Притормозили. И надолго. Вежливый представитель КГБ СССР сказал лично мне, как автору, возвращая гранки очерков: «Не пойдет. Не такое сейчас время, чтобы писать о советских разведчиках-нелегалах, тем более провалившихся. Странно, что это непонятно вам, нашему сотруднику. Публикуйте материалы о героях-разведчиках до 1945-го, а гранки лучше уничтожить».
Но это было позже. А тогда, наговорившись, мы тепло попрощались с Ошеверовым и вышли на улицу.
Уже начало работать метро, появились первые прохожие, спешившие на работу.
— Ты веришь в предсказания? — спросил я у Конона.
Он улыбнулся:
— Если синоптиков, то нет, а вообще — да.
И тут я рассказал ему о своей актюбинской гадалке. Он внимательно слушал мое повествование, улыбаясь, ибо рассказывал я все с юмором. А потом вдруг стал серьезен.
— Ну и что, все исполнилось?
— Не так чтобы очень, но тем не менее… Благородное учебное заведение окончил. Там тебя, своего друга, встретил. В стране морехода, то бишь в Италии, чья душа, мол, живет во мне, побывал. На опасную работу в КГБ забрали. Со смертью в обнимку ходил. Вот только жена — прежняя, да и дочери две…
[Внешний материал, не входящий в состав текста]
use std::ops::Deref;

use crate::common::BitMatrix;

#[derive(Debug, PartialEq, Eq, Copy, Clone, PartialOrd, Ord)]
pub struct MaskPattern(u8);

impl MaskPattern {
    pub fn new(pattern: u8) -> Self {
        debug_assert!(pattern < 8, "Invalid masking pattern");
        Self(pattern & 0b111)
    }

    pub fn all() -> impl Iterator<Item = MaskPattern> {
        (0..8).map(MaskPattern)
    }
}

impl Deref for MaskPattern {
    type Target = u8;
    fn deref(&self) -> &Self::Target {
        &self.0
    }
}

mod mask_functions {
    pub fn checkerboard(x: usize, y: usize) -> bool {
        (x + y) & 1 == 0
    }

    pub fn horizontal_lines(_: usize, y: usize) -> bool {
        y & 1 == 0
    }

    pub fn vertical_lines(x: usize, _: usize) -> bool {
        x % 3 == 0
    }

    pub fn diagonal_lines(x: usize, y: usize) -> bool {
        (x + y) % 3 == 0
    }

    pub fn large_checkerboard(x: usize, y: usize) -> bool {
        ((y >> 1) + (x / 3)) & 1 == 0
    }

    pub fn fields(x: usize, y: usize) -> bool {
        ((x * y) & 1) + ((x * y) % 3) == 0
    }

    pub fn diamonds(x: usize, y: usize) -> bool {
        (((x * y) & 1) + ((x * y) % 3)) & 1 == 0
    }

    pub fn meadow(x: usize, y: usize) -> bool {
        (((x + y) & 1) + ((x * y) % 3)) & 1 == 0
    }
}

impl MaskPattern {
    // x is the column, y the row
    pub fn mask_function(self) -> fn(usize, usize) -> bool {
        match *self {
            0b000 => mask_functions::checkerboard,
            0b001 => mask_functions::horizontal_lines,
            0b010 => mask_functions::vertical_lines,
            0b011 => mask_functions::diagonal_lines,
            0b100 => mask_functions::large_checkerboard,
            0b101 => mask_functions::fields,
            0b110 => mask_functions::diamonds,
            _ => mask_functions::meadow,
        }
    }
}

// Penalty
//------------------------------------------------------------------------------

pub fn compute_total_penalty(m: &BitMatrix) -> u32 {
    let adj_pen = compute_adjacent_penalty(m);
    let blk_pen = compute_block_penalty(m);
    let fp_pen_h = compute_finder_pattern_penalty(m, true);
    let fp_pen_v = compute_finder_pattern_penalty(m, false);
    let bal_pen = compute_balance_penalty(m);
    adj_pen + blk_pen + fp_pen_h + fp_pen_v + bal_pen
}

// Runs of five or more same coloured modules in a row or column
fn compute_adjacent_penalty(m: &BitMatrix) -> u32 {
    let w = m.width();
    let mut pen = 0;
    for is_hor in [true, false] {
        for i in 0..w {
            let mut last = None;
            let mut run = 0;
            for j in 0..w {
                let clr = if is_hor { m.get(j, i) } else { m.get(i, j) };
                if last == Some(clr) {
                    run += 1;
                } else {
                    last = Some(clr);
                    run = 1;
                }
                if run == 5 {
                    pen += 3;
                } else if run > 5 {
                    pen += 1;
                }
            }
        }
    }
    pen
}

fn compute_block_penalty(m: &BitMatrix) -> u32 {
    let mut pen = 0;
    let w = m.width();
    for y in 0..w - 1 {
        for x in 0..w - 1 {
            let clr = m.get(x, y);
            if clr == m.get(x + 1, y) && clr == m.get(x, y + 1) && clr == m.get(x + 1, y + 1) {
                pen += 3;
            }
        }
    }
    pen
}

fn compute_finder_pattern_penalty(m: &BitMatrix, is_hor: bool) -> u32 {
    static PATTERN: [bool; 7] = [true, false, true, true, true, false, true];
    let mut pen = 0;
    let w = m.width() as i32;
    for i in 0..w {
        let get = |j: i32| -> bool {
            if j < 0 || j >= w {
                return false;
            }
            if is_hor {
                m.get(j as usize, i as usize)
            } else {
                m.get(i as usize, j as usize)
            }
        };
        for j in 0..w - 6 {
            if !(j..j + 7).map(get).eq(PATTERN.iter().copied()) {
                continue;
            }
            // Four light modules on either side, the quiet zone counts as light
            if (j - 4..j).all(|k| !get(k)) || (j + 7..j + 11).all(|k| !get(k)) {
                pen += 40;
            }
        }
    }
    pen
}

fn compute_balance_penalty(m: &BitMatrix) -> u32 {
    let dark_cnt = m.count_dark();
    let w = m.width();
    let tot = w * w;
    // Every 5% away from an even split costs 10
    let ratio = dark_cnt * 20 / tot;
    let dev = if ratio < 10 { 10 - ratio - 1 } else { ratio - 10 };
    dev as u32 * 10
}

#[cfg(test)]
mod mask_tests {
    use super::*;

    #[test]
    fn test_mask_functions() {
        assert!(MaskPattern::new(0).mask_function()(0, 0));
        assert!(!MaskPattern::new(0).mask_function()(1, 0));
        assert!(MaskPattern::new(1).mask_function()(5, 2));
        assert!(MaskPattern::new(2).mask_function()(3, 7));
        assert!(!MaskPattern::new(4).mask_function()(3, 0));
    }

    #[test]
    fn test_adjacent_penalty() {
        let mut m = BitMatrix::square(7);
        // Every row and column of an all light 7x7 grid scores 3 + 2
        assert_eq!(compute_adjacent_penalty(&m), 14 * 5);
        m.fill_rect(0, 0, 7, 7, true);
        assert_eq!(compute_adjacent_penalty(&m), 14 * 5);
    }

    #[test]
    fn test_finder_penalty() {
        let mut m = BitMatrix::new(11, 11);
        for (x, &d) in [true, false, true, true, true, false, true].iter().enumerate() {
            m.set(x, 5, d);
        }
        assert_eq!(compute_finder_pattern_penalty(&m, true), 40);
        assert_eq!(compute_finder_pattern_penalty(&m, false), 0);
    }

    #[test]
    fn test_balance_penalty() {
        let mut m = BitMatrix::square(10);
        m.fill_rect(0, 0, 10, 5, true);
        assert_eq!(compute_balance_penalty(&m), 0);
        m.fill_rect(0, 5, 10, 5, true);
        assert_eq!(compute_balance_penalty(&m), 100);
    }
}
— Ну, это еще успеется. А может быть, и не надо больше. Кстати, я ведь тоже пообщался в Лондоне с одной хироманткой. Забавная произошла история, скажу я тебе. Рассказать?
— Конечно.
А мы уже дошлепали до высотной резиденции бывшего СЭВа. Нашли скамейку в скверике. Присели.
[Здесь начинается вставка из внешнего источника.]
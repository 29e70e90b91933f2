use super::{narrow_wide, quiet_after, quiet_before, Bars};
use crate::common::{BarcodeError, BarcodeResult};

static ALPHABET: &[u8; 43] = b"0123456789ABCDEFGHIJKLMNOPQRSTUVWXYZ-. $/+%";

// Nine elements per character, a set bit marks one of the three wide elements
static ENCODINGS: [u16; 43] = [
    0x034, 0x121, 0x061, 0x160, 0x031, 0x130, 0x070, 0x025, 0x124, 0x064, // 0-9
    0x109, 0x049, 0x148, 0x019, 0x118, 0x058, 0x00D, 0x10C, 0x04C, 0x01C, // A-J
    0x103, 0x043, 0x142, 0x013, 0x112, 0x052, 0x007, 0x106, 0x046, 0x016, // K-T
    0x181, 0x0C1, 0x1C0, 0x091, 0x190, 0x0D0, // U-Z
    0x085, 0x184, 0x0C4, 0x0A8, 0x0A2, 0x08A, 0x02A, // - . space $ / + %
];

const ASTERISK: u16 = 0x094;

// Full ASCII
//------------------------------------------------------------------------------

// Shift pair standing in for an ASCII character outside the basic alphabet
fn extended(c: u8) -> Option<[u8; 2]> {
    let pair = match c {
        0 => [b'%', b'U'],
        1..=26 => [b'$', b'A' + c - 1],
        27..=31 => [b'%', b'A' + c - 27],
        b'!'..=b',' | b'/' | b':' => [b'/', b'A' + c - b'!'],
        b';'..=b'?' => [b'%', b'F' + c - b';'],
        b'@' => [b'%', b'V'],
        b'['..=b'_' => [b'%', b'K' + c - b'['],
        b'`' => [b'%', b'W'],
        b'a'..=b'z' => [b'+', b'A' + c - b'a'],
        b'{'..=127 => [b'%', b'P' + c - b'{'],
        _ => return None,
    };
    Some(pair)
}

fn to_full_ascii(data: &str) -> BarcodeResult<Vec<u8>> {
    let mut res = Vec::with_capacity(data.len() * 2);
    for &c in data.as_bytes() {
        if c == b' ' || c == b'-' || c == b'.' || c.is_ascii_digit() || c.is_ascii_uppercase() {
            res.push(c);
        } else {
            res.extend_from_slice(&extended(c).ok_or(BarcodeError::InvalidChar)?);
        }
    }
    Ok(res)
}

fn from_full_ascii(encoded: &[u8]) -> Option<String> {
    let mut out = String::with_capacity(encoded.len());
    let mut it = encoded.iter().copied();
    while let Some(c) = it.next() {
        if !matches!(c, b'+' | b'$' | b'%' | b'/') {
            out.push(char::from(c));
            continue;
        }
        let next = it.next()?;
        let decoded = match (c, next) {
            (b'+', b'A'..=b'Z') => next + 32,
            (b'$', b'A'..=b'Z') => next - 64,
            (b'%', b'A'..=b'E') => next - 38,
            (b'%', b'F'..=b'J') => next - 11,
            (b'%', b'K'..=b'O') => next + 16,
            (b'%', b'P'..=b'T') => next + 43,
            (b'%', b'U') => 0,
            (b'%', b'V') => b'@',
            (b'%', b'W') => b'`',
            (b'%', b'X'..=b'Z') => 127,
            (b'/', b'A'..=b'O') => next - 32,
            (b'/', b'Z') => b':',
            _ => return None,
        };
        out.push(char::from(decoded));
    }
    Some(out)
}

// Encoding
//------------------------------------------------------------------------------

/// Code 39 framed by asterisks. Characters outside the basic alphabet switch the whole
/// message to full ASCII shift pairs.
pub fn encode(data: &str) -> BarcodeResult<Vec<bool>> {
    let basic = data.bytes().all(|c| ALPHABET.contains(&c));
    let text = if basic { data.as_bytes().to_vec() } else { to_full_ascii(data)? };

    let mut bars = Bars::default();
    bars.push_narrow_wide(ASTERISK, 9);
    for c in text {
        let i = ALPHABET.iter().position(|&a| a == c).ok_or(BarcodeError::InvalidChar)?;
        bars.gap();
        bars.push_narrow_wide(ENCODINGS[i], 9);
    }
    bars.gap();
    bars.push_narrow_wide(ASTERISK, 9);
    Ok(bars.0)
}

// Decoding
//------------------------------------------------------------------------------

fn decode_at(runs: &[usize], start: usize, full_ascii: bool) -> Option<String> {
    let width: usize = runs[start..start + 9].iter().sum();
    if narrow_wide(&runs[start..start + 9])? != ASTERISK || !quiet_before(runs, start, width as f32 / 2.0) {
        return None;
    }

    let mut text = Vec::new();
    // Each character is followed by a one element gap
    let mut pos = start + 10;
    loop {
        if pos + 9 > runs.len() {
            return None;
        }
        let pattern = narrow_wide(&runs[pos..pos + 9])?;
        if pattern == ASTERISK {
            break;
        }
        let i = ENCODINGS.iter().position(|&e| e == pattern)?;
        text.push(ALPHABET[i]);
        pos += 10;
    }
    if text.is_empty() || !quiet_after(runs, pos + 9, width as f32 / 2.0) {
        return None;
    }

    if full_ascii {
        from_full_ascii(&text)
    } else {
        String::from_utf8(text).ok()
    }
}

pub fn decode(runs: &[usize], full_ascii: bool) -> Option<String> {
    (1..runs.len().saturating_sub(9)).step_by(2).find_map(|i| decode_at(runs, i, full_ascii))
}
— Так вот слушай, Ленька… Однажды в Лондоне попал я на один прием, где среди процветающих бизнесменов и дипломатов была очень интересная, хотя и не очень молодая леди, которую представили как хиромантку. Короче говоря, начала она гадать по ладони. Подошла и ко мне. Поглядела на мою ладонь и молвила: «А вас, сэр, ждут наручники. Но ненадолго!..» После этой фразы она заулыбалась и перешла к другой группе людей. А потом хиромантка подошла ко мне еще раз, когда я стоял один в углу зала. «Мне неудобно было говорить при всех, — сказала она серьезно. — Но ваша ладонь мне не нравится. У вас много друзей, но они не все надежны. Не доверяйте им, особенно коллегам. И постарайтесь избегать врачей, они не всегда соблюдают заповедь Гиппократа… А здесь, в Лондоне, будьте осторожны, хотя с судьбой бороться почти что бесполезно». Такие вот сюрпризы нагадала мне «цыганка». Интересно, не правда ли?
— Ну, насчет «наручников» вроде бы точно. Как и то, что в них ты просидел сравнительно недолго. А вот второе предостережение — насчет коллег и врачей… Оно сбывается?
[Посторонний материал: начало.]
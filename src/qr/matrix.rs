use tracing::debug;

use super::mask::{compute_total_penalty, MaskPattern};
use super::version::{format_info, ECLevel, Version};
use crate::common::ec::{ec_bytes, qr_field};
use crate::common::BitMatrix;

// QR grid
// Module grid together with the map of function modules that data placement skips.
//------------------------------------------------------------------------------

#[derive(Debug, Clone)]
pub struct QrGrid {
    version: Version,
    modules: BitMatrix,
    reserved: BitMatrix,
}

impl QrGrid {
    pub fn new(version: Version) -> Self {
        let w = version.width();
        let mut grid = Self { version, modules: BitMatrix::square(w), reserved: BitMatrix::square(w) };
        grid.draw_function_patterns();
        grid
    }

    pub fn width(&self) -> usize {
        self.modules.width()
    }

    pub fn into_modules(self) -> BitMatrix {
        self.modules
    }

    fn set_function(&mut self, x: usize, y: usize, dark: bool) {
        self.modules.set(x, y, dark);
        self.reserved.set(x, y, true);
    }

    fn draw_function_patterns(&mut self) {
        let w = self.width();

        // Timing patterns
        for i in 0..w {
            self.set_function(6, i, i & 1 == 0);
            self.set_function(i, 6, i & 1 == 0);
        }

        // Finders with separators
        self.draw_finder(3, 3);
        self.draw_finder(w - 4, 3);
        self.draw_finder(3, w - 4);

        // Alignment patterns, skipping the three finder corners
        let pos = self.version.alignment_positions();
        let n = pos.len();
        for (i, &ay) in pos.iter().enumerate() {
            for (j, &ax) in pos.iter().enumerate() {
                let at_finder = (i == 0 && j == 0) || (i == 0 && j == n - 1) || (i == n - 1 && j == 0);
                if !at_finder {
                    self.draw_alignment(ax, ay);
                }
            }
        }

        // Reserve format areas, real bits are drawn after masking
        self.draw_format_bits(0);
        self.draw_version();
    }

    fn draw_finder(&mut self, cx: usize, cy: usize) {
        let w = self.width() as i32;
        for dy in -4i32..=4 {
            for dx in -4i32..=4 {
                let (x, y) = (cx as i32 + dx, cy as i32 + dy);
                if x < 0 || y < 0 || x >= w || y >= w {
                    continue;
                }
                let dist = dx.abs().max(dy.abs());
                self.set_function(x as usize, y as usize, dist != 2 && dist != 4);
            }
        }
    }

    fn draw_alignment(&mut self, cx: usize, cy: usize) {
        for dy in -2i32..=2 {
            for dx in -2i32..=2 {
                let dark = dx.abs().max(dy.abs()) != 1;
                self.set_function((cx as i32 + dx) as usize, (cy as i32 + dy) as usize, dark);
            }
        }
    }

    pub(super) fn draw_format_bits(&mut self, bits: u32) {
        let w = self.width();
        let bit = |i: usize| (bits >> i) & 1 != 0;
        for (i, (x, y)) in format_positions(w).0.into_iter().enumerate() {
            self.set_function(x, y, bit(i));
        }
        for (i, (x, y)) in format_positions(w).1.into_iter().enumerate() {
            self.set_function(x, y, bit(i));
        }
        // Always dark
        self.set_function(8, w - 8, true);
    }

    fn draw_version(&mut self) {
        if *self.version < 7 {
            return;
        }
        let bits = self.version.info();
        let w = self.width();
        for i in 0..18 {
            let dark = (bits >> i) & 1 != 0;
            let (a, b) = (w - 11 + i % 3, i / 3);
            self.set_function(a, b, dark);
            self.set_function(b, a, dark);
        }
    }

    // Data module coordinates in zigzag placement order
    pub fn data_positions(&self) -> Vec<(usize, usize)> {
        let w = self.width();
        let mut res = Vec::with_capacity(self.version.raw_data_modules());
        let mut right = w - 1;
        loop {
            if right == 6 {
                right = 5;
            }
            let upward = (right + 1) & 2 == 0;
            for vert in 0..w {
                let y = if upward { w - 1 - vert } else { vert };
                for j in 0..2 {
                    let x = right - j;
                    if !self.reserved.get(x, y) {
                        res.push((x, y));
                    }
                }
            }
            if right < 2 {
                break;
            }
            right -= 2;
        }
        res
    }

    pub fn draw_codewords(&mut self, codewords: &[u8]) {
        let total_bits = codewords.len() * 8;
        for (i, (x, y)) in self.data_positions().into_iter().enumerate() {
            let dark = i < total_bits && (codewords[i >> 3] >> (7 - (i & 7))) & 1 != 0;
            self.modules.set(x, y, dark);
        }
    }

    // XOR is its own inverse, so this both applies and removes a mask
    pub fn apply_mask(&mut self, mask: MaskPattern) {
        let f = mask.mask_function();
        let w = self.width();
        for y in 0..w {
            for x in 0..w {
                if !self.reserved.get(x, y) && f(x, y) {
                    self.modules.flip(x, y);
                }
            }
        }
    }

    pub fn apply_best_mask(&mut self, ecl: ECLevel) -> MaskPattern {
        let best = MaskPattern::all()
            .min_by_key(|&m| {
                let mut grid = self.clone();
                grid.apply_mask(m);
                grid.draw_format_bits(format_info(ecl, *m));
                compute_total_penalty(&grid.modules)
            })
            .unwrap_or(MaskPattern::new(0));
        self.apply_mask(best);
        self.draw_format_bits(format_info(ecl, *best));
        best
    }

    // Reads modules back in placement order as codewords
    pub fn read_codewords(&self) -> Vec<u8> {
        let mut res = vec![0u8; self.version.total_codewords()];
        let total_bits = res.len() * 8;
        for (i, (x, y)) in self.data_positions().into_iter().enumerate().take(total_bits) {
            if self.modules.get(x, y) {
                res[i >> 3] |= 0x80 >> (i & 7);
            }
        }
        res
    }
}

impl QrGrid {
    /// Wraps sampled modules so data can be read with the function map of `version`.
    pub fn from_modules(version: Version, modules: BitMatrix) -> Self {
        let mut grid = Self::new(version);
        grid.modules = modules;
        grid
    }
}

// Format info module positions for both copies, bit 0 first
pub fn format_positions(w: usize) -> ([(usize, usize); 15], [(usize, usize); 15]) {
    let mut first = [(0, 0); 15];
    let mut second = [(0, 0); 15];
    for i in 0..15 {
        first[i] = match i {
            0..=5 => (8, i),
            6 => (8, 7),
            7 => (8, 8),
            8 => (7, 8),
            _ => (14 - i, 8),
        };
        second[i] = if i < 8 { (w - 1 - i, 8) } else { (8, w - 15 + i) };
    }
    (first, second)
}

// Blocks
//------------------------------------------------------------------------------

/// Splits data into blocks, appends parity and interleaves.
pub fn add_ec_and_interleave(data: &[u8], version: Version, ecl: ECLevel) -> Vec<u8> {
    let num_blocks = version.num_blocks(ecl);
    let ec_len = version.ec_per_block(ecl);
    let raw = version.total_codewords();
    let num_short = num_blocks - raw % num_blocks;
    let short_len = raw / num_blocks;

    let mut blocks: Vec<Vec<u8>> = Vec::with_capacity(num_blocks);
    let mut k = 0;
    for i in 0..num_blocks {
        let dlen = short_len - ec_len + if i < num_short { 0 } else { 1 };
        let dat = &data[k..k + dlen];
        k += dlen;
        let mut blk = dat.to_vec();
        let ecc = ec_bytes(qr_field(), dat, ec_len);
        if i < num_short {
            // Placeholder keeps short blocks aligned with long ones
            blk.push(0);
        }
        blk.extend(ecc);
        blocks.push(blk);
    }

    let mut res = Vec::with_capacity(raw);
    for i in 0..blocks[0].len() {
        for (j, blk) in blocks.iter().enumerate() {
            if i != short_len - ec_len || j >= num_short {
                res.push(blk[i]);
            }
        }
    }
    res
}

/// Inverse of [`add_ec_and_interleave`]. Yields (data length, block with parity) per block.
pub fn deinterleave(codewords: &[u8], version: Version, ecl: ECLevel) -> Vec<(usize, Vec<u8>)> {
    let num_blocks = version.num_blocks(ecl);
    let ec_len = version.ec_per_block(ecl);
    let raw = version.total_codewords();
    let num_short = num_blocks - raw % num_blocks;
    let short_len = raw / num_blocks;

    let mut blocks = vec![Vec::with_capacity(short_len + 1); num_blocks];
    let mut it = codewords.iter();
    for i in 0..=short_len {
        for (j, blk) in blocks.iter_mut().enumerate() {
            if i == short_len - ec_len && j < num_short {
                continue;
            }
            if let Some(&b) = it.next() {
                blk.push(b);
            }
        }
    }

    blocks
        .into_iter()
        .enumerate()
        .map(|(j, blk)| (short_len - ec_len + if j < num_short { 0 } else { 1 }, blk))
        .collect()
}

/// Builds the final masked grid for data codewords.
pub fn build(data: &[u8], version: Version, ecl: ECLevel) -> QrGrid {
    let codewords = add_ec_and_interleave(data, version, ecl);
    let mut grid = QrGrid::new(version);
    grid.draw_codewords(&codewords);
    let mask = grid.apply_best_mask(ecl);
    debug!(version = *version, ecl = %ecl, mask = *mask, "Built QR grid");
    grid
}

#[cfg(test)]
mod matrix_tests {
    use super::*;
    use test_case::test_case;

    #[test_case(1)]
    #[test_case(2)]
    #[test_case(7)]
    #[test_case(14)]
    #[test_case(40)]
    fn test_data_module_count(v: u8) {
        let version = Version::new(v);
        let grid = QrGrid::new(version);
        assert_eq!(grid.data_positions().len(), version.raw_data_modules());
    }

    #[test_case(5, ECLevel::Q)]
    #[test_case(10, ECLevel::H)]
    #[test_case(1, ECLevel::L)]
    fn test_interleave_roundtrip(v: u8, ecl: ECLevel) {
        let version = Version::new(v);
        let data: Vec<u8> = (0..version.data_codewords(ecl)).map(|i| (i * 7) as u8).collect();
        let all = add_ec_and_interleave(&data, version, ecl);
        assert_eq!(all.len(), version.total_codewords());
        let blocks = deinterleave(&all, version, ecl);
        let joined: Vec<u8> = blocks.iter().flat_map(|(dlen, b)| b[..*dlen].to_vec()).collect();
        assert_eq!(joined, data);
    }

    #[test]
    fn test_codewords_roundtrip() {
        let version = Version::new(3);
        let cw: Vec<u8> = (0..version.total_codewords()).map(|i| (i * 31 % 256) as u8).collect();
        let mut grid = QrGrid::new(version);
        grid.draw_codewords(&cw);
        grid.apply_mask(MaskPattern::new(5));
        grid.apply_mask(MaskPattern::new(5));
        assert_eq!(grid.read_codewords(), cw);
    }

    #[test]
    fn test_finder_drawn() {
        let m = QrGrid::new(Version::new(1)).into_modules();
        assert!(m.get(0, 0) && m.get(6, 0) && m.get(3, 3));
        assert!(!m.get(1, 1) && !m.get(7, 0));
        assert!(m.get(20, 0) && m.get(0, 20));
        assert!(m.get(8, 13), "Dark module missing");
    }
}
— Не знаю. Ведь коллеги — это не друзья. Вот до меня дошли слухи, что на одном секретном совещании полковника Молодого обвинили в том, что он завалил ценнейших агентов в силу свой беспечности и нарушения правил конспирации. Это ложь. Но как доказать, что ты не верблюд? И потом, какая-то удивительная забота о моем здоровье. Вот недавно опять направили на медицинское обследование в наш госпиталь, а тамошние лекари сразу же обнаружили у меня какое-то мудреное заболевание сосудов головного мозга. Прописали кучу импортных лекарств и курс инъекций. Ну, лекарства я утопил в унитазе, а вот «курс» пришлось пройти. Всю задницу искололи, и, что самое главное, взаправду начала как-то странно болеть голова. Говорят, это обычная реакция на лечение. Сначала, мол, хуже, а затем почувствуете улучшение.